A MONTH long ordeal and a decade long court battle for Lisa and AJ Demaree started with some simple holiday snaps, the kind of photos almost every parent has of their children, in a photo album or stored deep in a folder on a smartphone.
The Arizona couple had been on holiday in August 2008, returned home and dropped off some photos for processing at their local Walmart.
When a staff member at the store saw photos of the couple’s three daughters, aged five, four, and one at the time, they called police, setting off a shocking chain of events.
* For more articles like this, head to Kidspot
The photos in question were of the girls playing together in the bathtub, and the Walmart staff member flagged them for possible child abuse.
A detective showed up on the Demaree’s doorstep a day later. The couple were questioned, their home was raided, and their friends and family were interviewed as part of an investigation to discover if the couple were sex offenders.
Worst of all, the Demaree’s daughters were removed from their care. The two eldest girls were placed in one foster home, their youngest in another. Eventually, the three girls were reunited in the care of their grandparents, but their parents were prevented from seeing them for a month.
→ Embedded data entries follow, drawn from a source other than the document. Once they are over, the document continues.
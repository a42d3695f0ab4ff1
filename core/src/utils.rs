//! Utility functions and types.

use std::fmt::Debug;

/// Redacts a string by replacing all but the first and last three characters with asterisks.
///
/// - If the input string has fewer than 12 characters, it should be entirely redacted.
/// - If the input string has 12 or more characters, only the first three and the last three.
///
/// Redacted keys stay distinguishable from each other without leaking them.
pub struct Redact<'a>(&'a str);

impl<'a> From<&'a str> for Redact<'a> {
    fn from(value: &'a str) -> Self {
        Redact(value)
    }
}

impl<'a> From<&'a String> for Redact<'a> {
    fn from(value: &'a String) -> Self {
        Redact(value.as_str())
    }
}

impl<'a> From<&'a Option<String>> for Redact<'a> {
    fn from(value: &'a Option<String>) -> Self {
        match value {
            None => Redact(""),
            Some(v) => Redact(v),
        }
    }
}

impl Debug for Redact<'_> {
    fn fmt(&self, f: &mut std::fmt::Formatter<'_>) -> std::fmt::Result {
        let length = self.0.len();
        if length == 0 {
            f.write_str("EMPTY")
        } else if length < 12 || !self.0.is_char_boundary(3) || !self.0.is_char_boundary(length - 3)
        {
            f.write_str("***")
        } else {
            f.write_str(&self.0[..3])?;
            f.write_str("***")?;
            f.write_str(&self.0[length - 3..])
        }
    }
}
//! Reqwest-based transport for s3sign.
//!
//! `ReqwestHttpSend` implements [`HttpSend`] on top of a [`reqwest::Client`].
//! It is the transport a `RegionAwareClient` hands signed requests to.
//!
//! ## Example
//!
//! ```no_run
//! use s3sign_core::{Context, OsEnv};
//! use s3sign_http_send_reqwest::ReqwestHttpSend;
//!
//! let ctx = Context::new()
//!     .with_http_send(ReqwestHttpSend::default())
//!     .with_env(OsEnv);
//! ```
//!
//! Redirects are never followed by the default client: S3 answers a request
//! sent to the wrong region with a redirect that the region retry logic needs
//! to see.

use async_trait::async_trait;
use bytes::Bytes;
use http_body_util::BodyExt;
use log::{debug, warn};
use reqwest::redirect::Policy;
use reqwest::{Client, Request};
use s3sign_core::{Error, HttpSend, Result};

/// Reqwest-based implementation of the `HttpSend` trait.
#[derive(Debug, Clone)]
pub struct ReqwestHttpSend {
    client: Client,
}

impl Default for ReqwestHttpSend {
    fn default() -> Self {
        let client = Client::builder()
            .redirect(Policy::none())
            .build()
            .unwrap_or_else(|err| {
                warn!("failed to build reqwest client without redirects, using default: {err}");
                Client::new()
            });

        Self { client }
    }
}

impl ReqwestHttpSend {
    /// Create a new ReqwestHttpSend with a reqwest::Client.
    ///
    /// The client should be built with `redirect(Policy::none())`.
    pub fn new(client: Client) -> Self {
        Self { client }
    }
}

#[async_trait]
impl HttpSend for ReqwestHttpSend {
    async fn http_send(&self, req: http::Request<Bytes>) -> Result<http::Response<Bytes>> {
        debug!("sending {} {}", req.method(), req.uri());

        let req = Request::try_from(req)
            .map_err(|e| Error::request_invalid("failed to convert http request").with_source(e))?;
        let resp: http::Response<_> = self
            .client
            .execute(req)
            .await
            .map_err(|e| Error::unexpected("failed to send http request").with_source(e))?
            .into();

        let (parts, body) = resp.into_parts();
        let bs = BodyExt::collect(body)
            .await
            .map(|buf| buf.to_bytes())
            .map_err(|e| Error::unexpected("failed to read http response body").with_source(e))?;

        debug!("received {} with {} bytes body", parts.status, bs.len());
        Ok(http::Response::from_parts(parts, bs))
    }
}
Authorities declined to bring charges against Lisa and AJ; no evidence of abuse was found.
In an interview with ABC in the United States not long after, Lisa Demaree described the situation as a “nightmare”.
“I was in so much disbelief. I started to hyperventilate. I tried to breathe it out,” she said.
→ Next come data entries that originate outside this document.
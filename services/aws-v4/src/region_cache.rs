use std::collections::HashMap;
use std::sync::{Arc, RwLock};

/// RegionCache remembers which region a bucket lives in.
///
/// Clones share the same map, so a region learnt by one request is seen by
/// every request sent through the same client. Bucket names are matched as is,
/// last write wins.
#[derive(Clone, Debug, Default)]
pub struct RegionCache {
    regions: Arc<RwLock<HashMap<String, String>>>,
}

impl RegionCache {
    /// Create an empty cache.
    pub fn new() -> Self {
        Self::default()
    }

    /// Get the cached region of `bucket`.
    pub fn get(&self, bucket: &str) -> Option<String> {
        self.regions
            .read()
            .expect("lock poisoned")
            .get(bucket)
            .cloned()
    }

    /// Remember `region` for `bucket`, replacing any previous value.
    pub fn insert(&self, bucket: &str, region: &str) {
        self.regions
            .write()
            .expect("lock poisoned")
            .insert(bucket.to_string(), region.to_string());
    }

    /// Forget `bucket`, returning the region it had.
    pub fn remove(&self, bucket: &str) -> Option<String> {
        self.regions.write().expect("lock poisoned").remove(bucket)
    }

    /// Number of buckets cached.
    pub fn len(&self) -> usize {
        self.regions.read().expect("lock poisoned").len()
    }

    /// Returns `true` if no bucket is cached.
    pub fn is_empty(&self) -> bool {
        self.len() == 0
    }

    /// Forget every bucket.
    pub fn clear(&self) {
        self.regions.write().expect("lock poisoned").clear();
    }
}

#[cfg(test)]
mod tests {
    use super::*;
    use pretty_assertions::assert_eq;

    #[test]
    fn test_region_cache() {
        let cache = RegionCache::new();
        assert!(cache.is_empty());
        assert_eq!(cache.get("bucket"), None);

        cache.insert("bucket", "eu-west-1");
        cache.insert("bucket", "eu-central-1");
        assert_eq!(cache.get("bucket").as_deref(), Some("eu-central-1"));
        assert_eq!(cache.get("Bucket"), None, "bucket names are case sensitive");
        assert_eq!(cache.len(), 1);

        assert_eq!(cache.remove("bucket").as_deref(), Some("eu-central-1"));
        assert_eq!(cache.remove("bucket"), None);
        assert!(cache.is_empty());
    }

    #[test]
    fn test_region_cache_clones_share_state() {
        let cache = RegionCache::new();
        let other = cache.clone();

        other.insert("a", "us-west-2");
        other.insert("b", "ap-south-1");
        assert_eq!(cache.get("a").as_deref(), Some("us-west-2"));

        cache.clear();
        assert!(other.is_empty());
    }

    #[test]
    fn test_region_cache_across_threads() {
        let cache = RegionCache::new();

        let handles = (0..4)
            .map(|i| {
                let cache = cache.clone();
                std::thread::spawn(move || cache.insert(&format!("bucket-{i}"), "eu-west-1"))
            })
            .collect::<Vec<_>>();
        for h in handles {
            h.join().expect("thread must not panic");
        }

        assert_eq!(cache.len(), 4);
    }
}
mod config;
pub use config::ConfigCredentialProvider;

mod default;
pub use default::DefaultCredentialProvider;

mod env;
pub use env::EnvCredentialProvider;

mod r#static;
pub use r#static::StaticCredentialProvider;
The couple sued the local child protection authority, claiming authorities had no right to remove their daughters from their care. Over the course of nearly a decade, Lisa and AJ faced a series of defeats.
But, now, ten years later, the US Federal Court has ruled in their favour. “The social workers did not have reasonable cause to believe the children were at risk of serious bodily harm or molestation,” a judicial panel wrote.
“Therefore, viewing the record most favourably to the Demarees, the defendants acted unconstitutionally in taking the three children away from home without judicial authorisation.”
In the 2009 television interview, Lisa Demaree summed it up best. “As crazy as it may seem, what you may think are the most beautiful innocent pictures of your children may be seen as something completely different and completely perverted.”